STARTING TODAY: Tucson will eliminate glass from list of items accepted in curbside recycling program

Editor's note: This story was originally published in November of 2020. Find a list of glass drop-off locations here.

The Tucson City Council voted last week to remove glass from its curbside recycling program, marking the beginning of a communitywide glass reuse plan that will reduce the city’s environmental footprint.

Starting Feb. 1, glass will no longer be accepted in residential and commercial blue bins, but will instead be collected at 22 drop-off sites around the city. Plastic bottles, jugs, paper, cardboard and aluminum cans will continue to be accepted through curbside pickup.

Once collected from the new sites, glass will now be taken to the Los Reales Landfill where it will be processed through an industrial glass crusher, a machine capable of turning glass into dust in seconds. The “glass sand” will then be used locally to fill sandbags or as an aggregate for construction projects.

Reduce, reuse, recycle, that’s the mantra these days! Buzz60’s Maria Mercedes Galuppo has the story.

“What we’re trying to do is get the city closer to the goals that were laid out in the Climate Action Resolution, that essentially calls for carbon neutrality by 2030 and basically zero waste by 2050,” said Carlos De La Torre, the city’s director of environmental and general services. “This program really allows us to move forward in the waste hierarchy.”

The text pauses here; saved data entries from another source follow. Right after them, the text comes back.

//! One side's grid: ship occupancy, attack marks and the attack resolver.

use core::fmt;

use crate::common::{AttackOutcome, AttackState, Bits, Cell, Coord, EngineError, ShipId};
use crate::config::ShipSpec;
use crate::fleet::Fleet;
use crate::ship::{Orientation, Ship};

/// Grid plus the fleet placed on it.
#[derive(Clone, PartialEq, Eq)]
pub struct Board {
    size: usize,
    bounds: usize,
    fleet: Fleet,
    ship_map: Bits,
    hits: Bits,
    misses: Bits,
}

impl Board {
    /// Create an empty `size×size` board whose ships must stay inside the
    /// top-left `bounds×bounds` area.
    pub fn new(size: usize, bounds: usize) -> Self {
        let empty = Bits::new(size);
        Board {
            size,
            bounds: bounds.min(size),
            fleet: Fleet::new(),
            ship_map: empty.clone(),
            hits: empty.clone(),
            misses: empty,
        }
    }

    pub fn size(&self) -> usize {
        self.size
    }

    /// Side of the placement area.
    pub fn bounds(&self) -> usize {
        self.bounds
    }

    pub fn fleet(&self) -> &Fleet {
        &self.fleet
    }

    /// Occupancy mask of all ships.
    pub fn ship_map(&self) -> &Bits {
        &self.ship_map
    }

    pub fn hits(&self) -> &Bits {
        &self.hits
    }

    pub fn misses(&self) -> &Bits {
        &self.misses
    }

    /// Every attacked cell, hit or miss.
    pub fn attacked(&self) -> Bits {
        let mut all = self.hits.clone();
        // Both masks are created with the same side.
        let _ = all.union_with(&self.misses);
        all
    }

    /// Returns `true` when every placed ship is sunk.
    pub fn all_sunk(&self) -> bool {
        self.fleet.all_destroyed()
    }

    pub fn contains(&self, coord: Coord) -> bool {
        coord.row < self.size && coord.col < self.size
    }

    /// Occupancy and attack state of a cell.
    pub fn cell(&self, coord: Coord) -> Result<Cell, EngineError> {
        if !self.contains(coord) {
            return Err(EngineError::InvalidCoordinate(coord));
        }
        let attack = if self.hits.get(coord.row, coord.col)? {
            AttackState::Hit
        } else if self.misses.get(coord.row, coord.col)? {
            AttackState::Miss
        } else {
            AttackState::Unattacked
        };
        let occupant = if self.ship_map.get(coord.row, coord.col)? {
            self.fleet.ship_at(coord)
        } else {
            None
        };
        Ok(Cell { occupant, attack })
    }

    /// Place a ship at `origin` with `orientation`, returning its id.
    pub fn place(
        &mut self,
        spec: ShipSpec,
        origin: Coord,
        orientation: Orientation,
    ) -> Result<ShipId, EngineError> {
        let ship = Ship::new(spec, origin, orientation, self.size, self.bounds)?;
        if self.ship_map.intersects(ship.mask())? {
            return Err(EngineError::ShipOverlaps);
        }
        self.ship_map.union_with(ship.mask())?;
        log::debug!(
            "placed {} at {} {:?}",
            spec.name(),
            origin,
            orientation
        );
        Ok(self.fleet.push(ship))
    }

    /// Apply an attack at `coord` and classify the result.
    ///
    /// Repeating an attack returns [`AttackOutcome::AlreadyAttacked`] and
    /// leaves the board untouched.
    pub fn resolve_attack(&mut self, coord: Coord) -> Result<AttackOutcome, EngineError> {
        if !self.contains(coord) {
            return Err(EngineError::InvalidCoordinate(coord));
        }
        let (row, col) = (coord.row, coord.col);
        if self.hits.get(row, col)? || self.misses.get(row, col)? {
            return Ok(AttackOutcome::AlreadyAttacked);
        }
        if !self.ship_map.get(row, col)? {
            self.misses.set(row, col)?;
            return Ok(AttackOutcome::Miss);
        }

        let id = self
            .fleet
            .ship_at(coord)
            .ok_or(EngineError::InvalidCoordinate(coord))?;
        self.hits.set(row, col)?;
        let ship = self.fleet.ship_mut(id).ok_or(EngineError::UnknownShip(id))?;
        ship.register_hit(coord);
        if ship.is_destroyed() {
            Ok(AttackOutcome::HitAndSunk(id))
        } else {
            Ok(AttackOutcome::Hit(id))
        }
    }
}

impl fmt::Debug for Board {
    fn fmt(&self, f: &mut fmt::Formatter<'_>) -> fmt::Result {
        writeln!(
            f,
            "Board {{\n  size: {}, bounds: {},\n  ship_map: {:?},\n  hits: {:?},\n  misses: {:?},\n  ships: {:?}\n}}",
            self.size,
            self.bounds,
            self.ship_map,
            self.hits,
            self.misses,
            self.fleet.ships()
        )
    }
}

The transition from glass recycling to glass reuse represents a 69% drop in greenhouse gas emissions, according to De La Torre.

In addition, the plan will significantly reduce the costs associated with processing more than 5,300 tons of glass collected through the city’s residential curbside recycling program each year. Right now, glass is processed at a material recovery facility and then sent to Phoenix where it is used for sandblasting or to Mexico where it is used by beverage bottlers. In fiscal year 2020, this recycling process cost the city $567,100 — about $107 per ton.

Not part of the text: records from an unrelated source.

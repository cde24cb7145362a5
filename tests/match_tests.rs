use navywar::{
    AttackOutcome, Board, Coord, EndReason, EngineError, GameConfig, GameEvent, Match,
    Orientation, Scores, ShipSpec, Side, TurnState, Winner,
};
use rand::{rngs::SmallRng, SeedableRng};

const FLAGSHIP: ShipSpec = ShipSpec::new("Flagship", 1, 120);
const ESCORT: ShipSpec = ShipSpec::new("Escort", 1, 90);
const TENDER: ShipSpec = ShipSpec::new("Tender", 1, 10);

fn config() -> GameConfig {
    GameConfig::navy_war()
        .with_roster(&[FLAGSHIP, ESCORT, TENDER])
        .with_time_limit(60)
}

/// Flagship at A1, escort at C1, tender at E1.
fn board() -> Board {
    let mut board = Board::new(20, 10);
    board.place(FLAGSHIP, Coord::new(0, 0), Orientation::Horizontal).unwrap();
    board.place(ESCORT, Coord::new(0, 2), Orientation::Horizontal).unwrap();
    board.place(TENDER, Coord::new(0, 4), Orientation::Horizontal).unwrap();
    board
}

fn new_match(config: &GameConfig) -> Match {
    let mut m = Match::with_boards(1, config, board(), board());
    m.drain_events();
    m
}

#[test]
fn test_turns_alternate() {
    let config = config();
    let mut m = new_match(&config);
    assert_eq!(m.turn(), TurnState::HumanTurn);

    assert_eq!(m.submit_attack(Side::Human, Coord::new(9, 9)).unwrap(), AttackOutcome::Miss);
    assert_eq!(m.turn(), TurnState::ComputerTurn);
    assert_eq!(m.submit_attack(Side::Computer, Coord::new(0, 2)).unwrap(), AttackOutcome::HitAndSunk(1));
    assert_eq!(m.turn(), TurnState::HumanTurn);
    assert_eq!(m.scores(), Scores { human: 0, computer: 90 });
    assert_eq!(m.scores().of(Side::Computer), 90);

    let events = m.drain_events();
    assert_eq!(
        events[0],
        GameEvent::AttackResolved {
            attacker: Side::Human,
            coord: Coord::new(9, 9),
            outcome: AttackOutcome::Miss,
            ship: None,
            footprint: None,
        }
    );
    assert_eq!(events[1], GameEvent::TurnChanged { active: Side::Computer });
    assert_eq!(
        events[2],
        GameEvent::AttackResolved {
            attacker: Side::Computer,
            coord: Coord::new(0, 2),
            outcome: AttackOutcome::HitAndSunk(1),
            ship: Some("Escort"),
            footprint: Some(vec![Coord::new(0, 2)]),
        }
    );
    assert_eq!(events[3], GameEvent::TurnChanged { active: Side::Human });
}

#[test]
fn test_out_of_turn_is_rejected() {
    let config = config();
    let mut m = new_match(&config);
    assert_eq!(
        m.submit_attack(Side::Computer, Coord::new(0, 0)),
        Err(EngineError::NotYourTurn(Side::Computer))
    );
    assert!(m.board(Side::Human).attacked().is_empty());
    assert!(m.drain_events().is_empty());
}

#[test]
fn test_repeat_keeps_the_turn() {
    let config = config();
    let mut m = new_match(&config);
    m.submit_attack(Side::Human, Coord::new(5, 5)).unwrap();
    m.submit_attack(Side::Computer, Coord::new(5, 5)).unwrap();
    assert_eq!(
        m.submit_attack(Side::Human, Coord::new(5, 5)).unwrap(),
        AttackOutcome::AlreadyAttacked
    );
    assert_eq!(m.turn(), TurnState::HumanTurn);
}

#[test]
fn test_fleet_destroyed_ends_match() {
    let config = config();
    let mut m = new_match(&config);
    let shots = [Coord::new(0, 0), Coord::new(0, 2), Coord::new(0, 4)];
    for (i, shot) in shots.iter().enumerate() {
        m.submit_attack(Side::Human, *shot).unwrap();
        if i < shots.len() - 1 {
            m.submit_attack(Side::Computer, Coord::new(19, i)).unwrap();
        }
    }
    assert!(m.is_over());
    assert_eq!(m.winner(), Some(Winner::Human));
    assert_eq!(m.end_reason(), Some(EndReason::FleetDestroyed));
    assert_eq!(m.scores().human, 220);

    let last = m.drain_events().pop().unwrap();
    assert_eq!(
        last,
        GameEvent::GameEnded {
            winner: Winner::Human,
            scores: Scores { human: 220, computer: 0 },
            reason: EndReason::FleetDestroyed,
        }
    );
    assert_eq!(m.submit_attack(Side::Computer, Coord::new(1, 1)), Err(EngineError::GameOver));
    assert_eq!(m.submit_attack(Side::Human, Coord::new(1, 1)), Err(EngineError::GameOver));
}

#[test]
fn test_timeout_goes_to_higher_score() {
    let config = config();
    let mut m = new_match(&config);
    m.submit_attack(Side::Human, Coord::new(0, 0)).unwrap();
    m.submit_attack(Side::Computer, Coord::new(0, 2)).unwrap();
    assert_eq!(m.scores(), Scores { human: 120, computer: 90 });

    assert!(!m.tick(59));
    assert_eq!(m.remaining_secs(), 1);
    assert!(m.tick(1));
    assert_eq!(m.winner(), Some(Winner::Human));
    assert_eq!(m.end_reason(), Some(EndReason::TimeExpired));
    assert!(!m.tick(1));
    assert!(!m.expire());

    let ended = m
        .drain_events()
        .into_iter()
        .filter(|e| matches!(e, GameEvent::GameEnded { .. }))
        .count();
    assert_eq!(ended, 1);
}

#[test]
fn test_timeout_with_equal_scores_is_a_draw() {
    let config = config();
    let mut m = new_match(&config);
    m.submit_attack(Side::Human, Coord::new(0, 0)).unwrap();
    m.submit_attack(Side::Computer, Coord::new(0, 0)).unwrap();
    assert!(m.expire());
    assert_eq!(m.winner(), Some(Winner::Draw));

    let config = config.with_first_turn(Side::Computer);
    let mut m = new_match(&config);
    assert_eq!(m.turn(), TurnState::ComputerTurn);
    assert!(m.expire());
    assert_eq!(m.winner(), Some(Winner::Draw));
}

#[test]
fn test_score_recorded_once() {
    let config = config();
    let mut m = new_match(&config);
    assert!(!m.mark_score_recorded());
    m.expire();
    assert!(m.mark_score_recorded());
    assert!(!m.mark_score_recorded());
}

#[test]
fn test_new_places_both_fleets() {
    let mut rng = SmallRng::seed_from_u64(7);
    let mut m = Match::new(3, &GameConfig::navy_war(), &mut rng).unwrap();
    assert_eq!(m.id(), 3);
    assert_eq!(m.remaining_secs(), 60);
    for side in [Side::Human, Side::Computer] {
        assert_eq!(m.board(side).fleet().len(), 5);
        assert_eq!(m.board(side).ship_map().count_ones(), 28);
    }
    assert_eq!(m.drain_events(), vec![GameEvent::TurnChanged { active: Side::Human }]);

    let bad = GameConfig::navy_war().with_time_limit(0);
    assert!(matches!(
        Match::new(4, &bad, &mut rng),
        Err(EngineError::InvalidConfig(_))
    ));
}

“This isn’t going to be a big moneymaker for the City,” said City Councilman Steve Kozachik, who helped pioneer the city’s switch to glass reuse. “We’re losing money on recycling glass right now, so if we end up breaking even from a financial standpoint, that’d be worth the change. What we will be accomplishing lines up with the climate resiliency plan the mayor is championing — reduce, reuse, recycle.”

The reuse plan will require the city to spend approximately $130,000 on the industrial crusher and about $15,000 on each collection bin.

Kozachik, who represents Ward 6, has been using a small glass crusher for almost a year as part of a pilot program. Residents drop off glass at the Ward 6 office mostly everyday, according to Kozachik. There are also six local businesses that collect glass and deliver it to the office for reuse.

As part of the program’s citywide implementation, the Ward 6 office will now be one of 22 city-owned facilities to have glass-only collection bins where residents and businesses can drop off glass. The city will also partner with recycling customers that are considered “high glass generators,” which might include bars, hotels and event services.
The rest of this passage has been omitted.